Теперь смотрите: все правила детской литературы легко проецируются на литературу «массовую». Недаром именно массовая литература (при почти полном отсутствии новейшей подростковой) правит сегодня бал. Они легко взаимозаменяются: в СССР было много подростковой при жестоком дефиците массовой. Обе эти литературы выполняют задачу, до которой серьёзная литература дотягивается лишь изредка, в выдающихся случаях. Занимаются общественным строительством. (Или демонтажом, это уж как угодно.)
Если у вас есть идея и вы хотите, чтобы она овладела массами, не пишите серьёзной литературы. Пишите интересно, просто, полезно. По-детски.
И кстати, никогда не пишите серьёзной литературы, если хотите, чтобы получилась «большая»! Большая литература рождается из «жанра» в процессе изменений первоначального замысла, то есть сама собой. А чтобы что-то получилось само собой, нужно этому не мешать.
В последнее время критика отчаянно нащупывает эту тему: то речь заводится об опасности возрождения соцреализма, то говорят о скудости выразительных средств «нового реализма», – и всегда при этом ведётся учёт того, что литература от встреч с массовостью и социальностью может утратить. И никогда – о том, что может приобрести.

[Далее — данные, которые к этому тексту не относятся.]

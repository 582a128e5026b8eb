use anyhow::{Context, Result};
use std::collections::HashMap;

use crate::{playlist::Playlist, settings::GuildSettings};

const PLAYLIST_PREFIX: &str = "PLAYLIST_";

#[derive(Debug, Clone)]
pub struct Config {
    // Discord
    pub discord_token: String,
    pub application_id: u64,
    pub guild_id: Option<u64>, // Para comandos de desarrollo

    // Audio
    pub default_volume: u32,
    pub stay_in_channel: bool,
    pub skip_ratio: f64,
    pub now_playing_refresh_secs: u64,

    // Playlists
    pub default_playlist: Option<String>,
    pub playlists: Vec<Playlist>,
}

impl Config {
    pub fn load() -> Result<Self> {
        dotenvy::dotenv().ok();

        let config = Self::from_vars(std::env::vars())?;

        // Validate configuration before returning
        config.validate()?;

        Ok(config)
    }

    /// Construye la configuración a partir de pares clave/valor
    pub fn from_vars(vars: impl IntoIterator<Item = (String, String)>) -> Result<Self> {
        let vars: HashMap<String, String> = vars.into_iter().collect();
        let get = |key: &str| vars.get(key).map(|v| v.trim()).filter(|v| !v.is_empty());

        let mut playlists: Vec<Playlist> = vars
            .iter()
            .filter_map(|(key, value)| {
                let name = key.strip_prefix(PLAYLIST_PREFIX)?;
                (!name.is_empty()).then(|| Playlist::parse(name.to_lowercase(), value))
            })
            .collect();
        playlists.sort_by(|a, b| a.name.cmp(&b.name));

        Ok(Self {
            // Discord
            discord_token: get("DISCORD_TOKEN")
                .context("DISCORD_TOKEN no está definido")?
                .to_string(),
            application_id: get("APPLICATION_ID")
                .context("APPLICATION_ID no está definido")?
                .parse()
                .context("APPLICATION_ID inválido")?,
            guild_id: get("GUILD_ID").and_then(|s| s.parse().ok()),

            // Audio
            default_volume: get("DEFAULT_VOLUME")
                .unwrap_or("100")
                .parse()
                .context("DEFAULT_VOLUME inválido")?,
            stay_in_channel: get("STAY_IN_CHANNEL")
                .unwrap_or("false")
                .parse()
                .context("STAY_IN_CHANNEL debe ser true o false")?,
            skip_ratio: get("SKIP_RATIO")
                .unwrap_or("0.55")
                .parse()
                .context("SKIP_RATIO inválido")?,
            now_playing_refresh_secs: get("NOW_PLAYING_REFRESH_SECS")
                .unwrap_or("5")
                .parse()
                .context("NOW_PLAYING_REFRESH_SECS inválido")?,

            // Playlists
            default_playlist: get("DEFAULT_PLAYLIST").map(str::to_string),
            playlists,
        })
    }

    /// Validates configuration values for correctness.
    ///
    /// - Volume must be between 0 and 150
    /// - Skip ratio must be between 0.0 and 1.0
    /// - The refresh interval must be at least one second
    /// - The default playlist, when set, must be one of the configured ones
    pub fn validate(&self) -> Result<()> {
        if self.default_volume > 150 {
            anyhow::bail!("Default volume must be between 0 and 150, got: {}", self.default_volume);
        }

        if !(0.0..=1.0).contains(&self.skip_ratio) {
            anyhow::bail!("Skip ratio must be between 0.0 and 1.0, got: {}", self.skip_ratio);
        }

        if self.now_playing_refresh_secs == 0 {
            anyhow::bail!("Now playing refresh interval must be greater than 0");
        }

        if let Some(name) = &self.default_playlist {
            let known = self.playlists.iter().any(|p| p.name.eq_ignore_ascii_case(name));
            if !known {
                anyhow::bail!("Default playlist '{}' is not configured", name);
            }
        }

        Ok(())
    }

    /// Configuración inicial de cada servidor
    pub fn guild_defaults(&self) -> GuildSettings {
        GuildSettings {
            default_playlist: self.default_playlist.clone(),
            volume: self.default_volume,
            skip_ratio: self.skip_ratio,
            ..GuildSettings::default()
        }
    }

    /// Returns a summary of the current configuration for logging.
    ///
    /// Excludes the token.
    pub fn summary(&self) -> String {
        format!(
            "Config Summary:\n  \
            Discord: App ID {} (Guild: {})\n  \
            Audio: {}% vol, skip ratio {:.2}, stay={}\n  \
            Now playing: refresh every {}s\n  \
            Playlists: {} (default: {})",
            self.application_id,
            self.guild_id.map_or("global".to_string(), |id| id.to_string()),
            self.default_volume,
            self.skip_ratio,
            self.stay_in_channel,
            self.now_playing_refresh_secs,
            self.playlists.len(),
            self.default_playlist.as_deref().unwrap_or("none"),
        )
    }
}

#[cfg(test)]
mod tests {
    use super::*;
    use pretty_assertions::assert_eq;

    fn vars(pairs: &[(&str, &str)]) -> Vec<(String, String)> {
        pairs
            .iter()
            .map(|(k, v)| (k.to_string(), v.to_string()))
            .collect()
    }

    const REQUIRED: [(&str, &str); 2] = [("DISCORD_TOKEN", "secret"), ("APPLICATION_ID", "1234")];

    #[test]
    fn test_defaults() {
        let config = Config::from_vars(vars(&REQUIRED)).unwrap();

        assert_eq!(config.default_volume, 100);
        assert!(!config.stay_in_channel);
        assert_eq!(config.skip_ratio, 0.55);
        assert_eq!(config.now_playing_refresh_secs, 5);
        assert_eq!(config.guild_id, None);
        assert!(config.playlists.is_empty());
        assert!(config.validate().is_ok());
        assert!(!config.summary().contains("secret"));
    }

    #[test]
    fn test_playlists_from_prefixed_vars() {
        let mut pairs = REQUIRED.to_vec();
        pairs.extend([
            ("PLAYLIST_CHILL", "https://a.b/1, lofi"),
            ("PLAYLIST_ROCK", "https://a.b/2"),
            ("DEFAULT_PLAYLIST", "Chill"),
            ("STAY_IN_CHANNEL", "true"),
        ]);
        let config = Config::from_vars(vars(&pairs)).unwrap();

        let names: Vec<&str> = config.playlists.iter().map(|p| p.name.as_str()).collect();
        assert_eq!(names, vec!["chill", "rock"]);
        assert_eq!(config.playlists[0].items.len(), 2);
        assert!(config.validate().is_ok());

        let defaults = config.guild_defaults();
        assert_eq!(defaults.default_playlist.as_deref(), Some("Chill"));
        assert!(config.stay_in_channel);
    }

    #[test]
    fn test_validation_errors() {
        assert!(Config::from_vars(vars(&[("APPLICATION_ID", "1")])).is_err());

        let mut pairs = REQUIRED.to_vec();
        pairs.push(("DEFAULT_VOLUME", "200"));
        assert!(Config::from_vars(vars(&pairs)).unwrap().validate().is_err());

        let mut pairs = REQUIRED.to_vec();
        pairs.push(("SKIP_RATIO", "1.5"));
        assert!(Config::from_vars(vars(&pairs)).unwrap().validate().is_err());

        let mut pairs = REQUIRED.to_vec();
        pairs.push(("DEFAULT_PLAYLIST", "missing"));
        assert!(Config::from_vars(vars(&pairs)).unwrap().validate().is_err());
    }
}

В головах спорщиков словно бы запущен биологический механизм самоуничтожения: писатели не хотят быть привлекательными для особей «противоположного пола» – читателей.
Быстро вспомнили и извлекли из-под свежих завалов термин: «новый реализм».
Мне он нравится.
Киношный «неореализм» итальянцев, возникший в годы унижения итальянской нации, поднял мировое киноискусство на доселе небывалую высоту. Веймаровская Германия дала миру Гитлера, а послевоенная Италия – «Похитителей велосипедов».
И хотя Россия по итогам третьей мировой, конечно же, отнюдь не унижена (напротив, у нас Сколково, Олимпиада в Сочи и всё такое), но что-нибудь «дать» тоже, согласитесь, хочется.
Вот я за «новый реализм» поэтому.
И за борт её бросает
Известно, что главной проблемой правительства является народ.
«Слишком медленно ходит и каждый день ест».
Не будь народа – жадного до социальных расходов и не чуткого к инновациям, – какую модернизацию можно было бы себе забабахать!
Не даёт…
Ну да правительство над этим работает. Решает потихонечку проблему народа. А у нас свои проблемы не кормлены – нам надо книжку писателя Иличевского «Перс» обозревать. Но смотрите-ка!.. Уровень другой, а проблема та же! Как всё связано в этом мире…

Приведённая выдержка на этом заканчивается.